Virgin Galactic has reached the precipice of commercial space travel, perhaps just one spaceflight away from toting paying customers above (most of) the atmosphere. Meanwhile, the company created by billionaire Richard Branson just unveiled a supersonic design for speedy travel within the atmosphere.
Digital renderings posted online with an August 3 announcement that Virgin Galactic has partnered with Rolls-Royce to develop a supersonic commercial aircraft depict a design with an overall shape familiar to fans of the Concorde, as well as several much more recent efforts to bring back supersonic civilian travel.
Customers will get a crack at suborbital space much sooner, Whitesides reported in a July 28 press conference on the occasion of the company’s public reveal of the passenger cabin of the spacecraft that will give passengers a view of black sky, a curved horizon, and a few minutes of weightlessness over New Mexico. Whitesides said FAA approval of the company’s commercial operator license may be just one or two more successful test flights away.
The 600 prospective passengers who have signed up for that $250,000 rocket ride may not have much longer to wait, though those first in line will also be flying aboard a test aircraft: Virgin Galactic plans to conduct “a small number of flights” (after the FAA issues its license) with four of the six passenger seats occupied, Whitesides said, “and, assuming that all goes well, we would then be in position to fly Sir Richard [Branson] to space. That will obviously be a huge moment for the company and for everyone else.”

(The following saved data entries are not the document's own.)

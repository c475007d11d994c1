//! The `voted` cookie.
//!
//! Value format is `<voterId>-<epoch>`. Only the epoch suffix is ever
//! compared: a cookie blocks voting exactly when its suffix equals the
//! current epoch, whatever voter id precedes it.

use std::fmt;

use crate::types::{VoteEpoch, VoterId};

/// Default cookie name.
pub const VOTE_COOKIE: &str = "voted";

/// Default lifetime of an issued cookie.
pub const DEFAULT_MAX_AGE_DAYS: u64 = 365;

/// A vote cookie about to be issued.
#[derive(Debug, Clone, PartialEq, Eq)]
pub struct VoteCookie {
    pub voter_id: VoterId,
    pub epoch: VoteEpoch,
}

impl VoteCookie {
    pub fn new(voter_id: VoterId, epoch: VoteEpoch) -> Self {
        Self { voter_id, epoch }
    }

    /// Full `Set-Cookie` header value.
    pub fn set_cookie_header(&self, name: &str, max_age_days: u64) -> String {
        format!(
            "{name}={self}; Max-Age={}; Path=/; HttpOnly; SameSite=Lax",
            max_age_days.saturating_mul(24 * 60 * 60)
        )
    }
}

impl fmt::Display for VoteCookie {
    fn fmt(&self, f: &mut fmt::Formatter<'_>) -> fmt::Result {
        write!(f, "{}-{}", self.voter_id, self.epoch)
    }
}

/// Whether a presented cookie value marks the visitor as having voted in `epoch`.
pub fn blocks_voting(value: &str, epoch: VoteEpoch) -> bool {
    value
        .rsplit_once('-')
        .is_some_and(|(_, suffix)| suffix == epoch.to_string())
}

/// Find cookie `name` across one or more `Cookie` header values.
pub fn find_cookie<'a, I>(headers: I, name: &str) -> Option<&'a str>
where
    I: IntoIterator<Item = &'a str>,
{
    headers
        .into_iter()
        .flat_map(|h| h.split(';'))
        .filter_map(|pair| pair.trim().split_once('='))
        .find(|(k, _)| *k == name)
        .map(|(_, v)| v.trim_matches('"'))
}
//! Sequential bulk download: one list request, then for each law a detail
//! request (with the law number fallback) and a file write, paced by a
//! [`Throttle`].

pub mod detail;
pub mod throttle;

pub use detail::fetch_detail;
pub use throttle::{FixedDelay, Throttle};

use log::{info, warn};
use std::path::PathBuf;

use crate::api::{LawSource, LawSummary, LookupKey};
use crate::config::DownloadConfig;
use crate::error::{Result, TaxlawError};
use crate::output::{ensure_output_dir, write_law};
use crate::progress::DownloadProgress;

/// What happened to one law
#[derive(Debug)]
pub enum LawOutcome {
    Saved { path: PathBuf, lookup: LookupKey },
    Failed { error: TaxlawError },
}

impl LawOutcome {
    pub fn is_saved(&self) -> bool {
        matches!(self, Self::Saved { .. })
    }
}

/// One processed law and its outcome
#[derive(Debug)]
pub struct LawRecord {
    pub summary: LawSummary,
    pub outcome: LawOutcome,
}

/// Result of a whole run, in processing order
#[derive(Debug, Default)]
pub struct DownloadReport {
    pub records: Vec<LawRecord>,
    /// List entries dropped for lacking a law ID
    pub dropped: usize,
}

impl DownloadReport {
    pub fn total(&self) -> usize {
        self.records.len()
    }

    pub fn saved(&self) -> impl Iterator<Item = &LawRecord> {
        self.records.iter().filter(|r| r.outcome.is_saved())
    }

    pub fn failed(&self) -> impl Iterator<Item = &LawRecord> {
        self.records.iter().filter(|r| !r.outcome.is_saved())
    }

    pub fn saved_count(&self) -> usize {
        self.saved().count()
    }

    pub fn failed_count(&self) -> usize {
        self.failed().count()
    }

    /// Laws that were only found through their law number
    pub fn fallback_count(&self) -> usize {
        self.records
            .iter()
            .filter(|r| {
                matches!(
                    r.outcome,
                    LawOutcome::Saved {
                        lookup: LookupKey::LawNum,
                        ..
                    }
                )
            })
            .count()
    }

    pub fn has_failures(&self) -> bool {
        self.failed().next().is_some()
    }
}

/// Drives a download run against a [`LawSource`]
pub struct Downloader<S, T> {
    source: S,
    throttle: T,
    config: DownloadConfig,
    progress: DownloadProgress,
}

impl<S: LawSource, T: Throttle> Downloader<S, T> {
    pub fn new(source: S, throttle: T, config: DownloadConfig) -> Self {
        Self {
            source,
            throttle,
            config,
            progress: DownloadProgress::hidden(),
        }
    }

    pub fn with_progress(mut self, progress: DownloadProgress) -> Self {
        self.progress = progress;
        self
    }

    /// Run the download. Only output directory creation and the list request
    /// can fail the run; per-law failures end up in the report.
    pub async fn run(&self) -> Result<DownloadReport> {
        ensure_output_dir(&self.config.output_dir)?;

        info!(
            "Fetching law list for category {} from {}",
            self.config.category_cd,
            self.source.base_url()
        );
        self.progress.listing(&self.config.category_cd);
        let list = self.source.list_laws(&self.config.category_cd).await?;

        let mut laws = list.laws;
        if let Some(limit) = self.config.limit {
            laws.truncate(limit);
        }

        info!(
            "Downloading {} of {} laws into {}",
            laws.len(),
            list.total_count.map_or_else(|| "?".to_string(), |n| n.to_string()),
            self.config.output_dir.display()
        );
        self.progress.start(laws.len());

        let mut report = DownloadReport {
            records: Vec::with_capacity(laws.len()),
            dropped: list.dropped,
        };

        for (index, summary) in laws.into_iter().enumerate() {
            if index > 0 {
                self.throttle.pause().await;
            }

            self.progress.law(&summary);
            let outcome = self.process(&summary).await;
            match &outcome {
                LawOutcome::Saved { path, .. } => info!("Saved {}", path.display()),
                LawOutcome::Failed { error } => {
                    warn!("Failed to download {} ({}): {}", summary.law_id, summary.label(), error)
                }
            }
            self.progress.inc();

            report.records.push(LawRecord { summary, outcome });
        }

        self.progress.finish();
        Ok(report)
    }

    async fn process(&self, summary: &LawSummary) -> LawOutcome {
        let detail = match fetch_detail(&self.source, summary).await {
            Ok(detail) => detail,
            Err(error) => return LawOutcome::Failed { error },
        };

        match write_law(&self.config.output_dir, summary, &detail) {
            Ok(path) => LawOutcome::Saved {
                path,
                lookup: detail.lookup,
            },
            Err(error) => LawOutcome::Failed { error },
        }
    }
}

Virgin Galactic is among a handful of companies vying to establish commercial space programs. Jumping simultaneously into the supersonic air travel race will pit Virgin Galactic against the likes of Lockheed and many others that have worked for years to create quieter supersonic aircraft that can deliver speed without the sonic boom that proved to be the Concorde’s Achilles heel, limiting it to routes over water. Lockheed is building a scale prototype of just such an aircraft for NASA, and Rolls-Royce is also working with Boom Supersonic on a similar concept. Other firms are also vying to restore supersonic travel with modern designs that more quietly split the atmosphere at extreme speed.